//! Groq inference adapter.

use async_trait::async_trait;
use futures::stream::BoxStream;
use tracing::debug;

use crate::config::TychoConfig;
use crate::error::{Result, TychoError};
use crate::types::{ChatMessage, Role};

use super::http::bearer_headers;
use super::openai::{execute, execute_stream, message_to_wire};
use super::{ChatCompletion, CompletionDelta, CompletionProvider, CompletionRequest};

const DEFAULT_BASE_URL: &str = "https://api.groq.com/openai/v1";

/// Groq provider.
///
/// Speaks the OpenAI body shapes but has no native tool support: tool
/// definitions and the related knobs are stripped from requests, and
/// tool-result turns are rewritten as plain assistant turns before they
/// leave the process.
pub struct GroqProvider {
    api_key: String,
    base_url: String,
}

impl GroqProvider {
    pub fn new(api_key: impl Into<String>, base_url: Option<String>) -> Self {
        Self {
            api_key: api_key.into(),
            base_url: base_url.unwrap_or_else(|| DEFAULT_BASE_URL.to_string()),
        }
    }

    /// Construct from an explicit config (reads the `groq` entries).
    pub fn from_config(config: &TychoConfig) -> Result<Self> {
        let api_key = config
            .get_api_key("groq")
            .ok_or_else(|| TychoError::Authentication("Missing GROQ_API_KEY".into()))?;
        Ok(Self::new(api_key, config.get_base_url("groq")))
    }

    fn completions_url(&self) -> String {
        format!("{}/chat/completions", self.base_url.trim_end_matches('/'))
    }

    fn build_body(&self, request: &CompletionRequest, stream: bool) -> serde_json::Value {
        let messages = request
            .messages
            .iter()
            .map(|msg| message_to_wire(&normalize_message(msg)))
            .collect::<Vec<_>>();

        let mut body = serde_json::json!({
            "model": request.model,
            "messages": messages,
            "stream": stream,
        });
        let obj = body.as_object_mut().expect("body is an object");
        if let Some(temp) = request.params.temperature {
            obj.insert("temperature".into(), temp.into());
        }
        if let Some(max) = request.params.max_tokens {
            obj.insert("max_tokens".into(), max.into());
        }
        if let Some(top_p) = request.params.top_p {
            obj.insert("top_p".into(), top_p.into());
        }
        // tools / tool_choice / parallel_tool_calls intentionally absent
        body
    }
}

/// Coerce message shapes Groq cannot accept.
fn normalize_message(msg: &ChatMessage) -> ChatMessage {
    match msg.role {
        Role::Tool => {
            let tool_name = msg.tool_name.as_deref().unwrap_or("unknown");
            ChatMessage::assistant(format!("Tool '{}' response: {}", tool_name, msg.content))
        }
        Role::Assistant if msg.has_tool_calls() => {
            // Keep only the spoken content; the call records stay local.
            ChatMessage::assistant(msg.content.clone())
        }
        _ => msg.clone(),
    }
}

#[async_trait]
impl CompletionProvider for GroqProvider {
    fn name(&self) -> &str {
        "groq"
    }

    async fn complete(&self, request: &CompletionRequest) -> Result<ChatCompletion> {
        let body = self.build_body(request, false);
        debug!(model = %request.model, "groq completion");
        execute(&self.completions_url(), bearer_headers(&self.api_key), &body).await
    }

    async fn complete_stream(
        &self,
        request: &CompletionRequest,
    ) -> Result<BoxStream<'static, Result<CompletionDelta>>> {
        let body = self.build_body(request, true);
        debug!(model = %request.model, "groq streaming completion");
        execute_stream(&self.completions_url(), bearer_headers(&self.api_key), &body).await
    }
}

#[cfg(test)]
mod tests {
    use super::*;
    use crate::agent::ToolChoice;
    use crate::provider::{CompletionParams, ToolDefinition};
    use crate::types::ToolCallRequest;

    #[test]
    fn tool_messages_become_assistant_turns() {
        let normalized = normalize_message(&ChatMessage::tool_result("call_1", "lookup", "42"));
        assert_eq!(normalized.role, Role::Assistant);
        assert_eq!(normalized.content, "Tool 'lookup' response: 42");
    }

    #[test]
    fn request_body_never_carries_tools() {
        let provider = GroqProvider::new("key", None);
        let request = CompletionRequest {
            model: "llama-3.3-70b-versatile".into(),
            messages: vec![
                ChatMessage::user("hi"),
                ChatMessage::assistant_with_tool_calls(
                    "",
                    vec![ToolCallRequest {
                        id: "call_1".into(),
                        name: "lookup".into(),
                        arguments: "{}".into(),
                    }],
                ),
                ChatMessage::tool_result("call_1", "lookup", "42"),
            ],
            tools: vec![ToolDefinition {
                name: "lookup".into(),
                description: "Look up".into(),
                parameters: serde_json::json!({"type": "object"}),
            }],
            tool_choice: ToolChoice::Auto,
            parallel_tool_calls: true,
            params: CompletionParams::default(),
        };

        let body = provider.build_body(&request, false);

        assert!(body.get("tools").is_none());
        assert!(body.get("tool_choice").is_none());
        assert!(body.get("parallel_tool_calls").is_none());
        let messages = body["messages"].as_array().unwrap();
        assert!(messages
            .iter()
            .all(|m| m["role"] != "tool" && m.get("tool_calls").is_none()));
    }
}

* _DIRECTIONS_:
From the very first line of the data through the line with "if let Some(max)" in it, please reproduce each line exactly and output nothing more.

* _RESPONSE TO THIS TASK_:
//! Groq inference adapter.

use async_trait::async_trait;
use futures::stream::BoxStream;
use tracing::debug;

use crate::config::TychoConfig;
use crate::error::{Result, TychoError};
use crate::types::{ChatMessage, Role};

use super::http::bearer_headers;
use super::openai::{execute, execute_stream, message_to_wire};
use super::{ChatCompletion, CompletionDelta, CompletionProvider, CompletionRequest};

const DEFAULT_BASE_URL: &str = "https://api.groq.com/openai/v1";

/// Groq provider.
///
/// Speaks the OpenAI body shapes but has no native tool support: tool
/// definitions and the related knobs are stripped from requests, and
/// tool-result turns are rewritten as plain assistant turns before they
/// leave the process.
pub struct GroqProvider {
    api_key: String,
    base_url: String,
}

impl GroqProvider {
    pub fn new(api_key: impl Into<String>, base_url: Option<String>) -> Self {
        Self {
            api_key: api_key.into(),
            base_url: base_url.unwrap_or_else(|| DEFAULT_BASE_URL.to_string()),
        }
    }

    /// Construct from an explicit config (reads the `groq` entries).
    pub fn from_config(config: &TychoConfig) -> Result<Self> {
        let api_key = config
            .get_api_key("groq")
            .ok_or_else(|| TychoError::Authentication("Missing GROQ_API_KEY".into()))?;
        Ok(Self::new(api_key, config.get_base_url("groq")))
    }

    fn completions_url(&self) -> String {
        format!("{}/chat/completions", self.base_url.trim_end_matches('/'))
    }

    fn build_body(&self, request: &CompletionRequest, stream: bool) -> serde_json::Value {
        let messages = request
            .messages
            .iter()
            .map(|msg| message_to_wire(&normalize_message(msg)))
            .collect::<Vec<_>>();

        let mut body = serde_json::json!({
            "model": request.model,
            "messages": messages,
            "stream": stream,
        });
        let obj = body.as_object_mut().expect("body is an object");
        if let Some(temp) = request.params.temperature {
            obj.insert("temperature".into(), temp.into());
        }
        if let Some(max) = request.params.max_tokens {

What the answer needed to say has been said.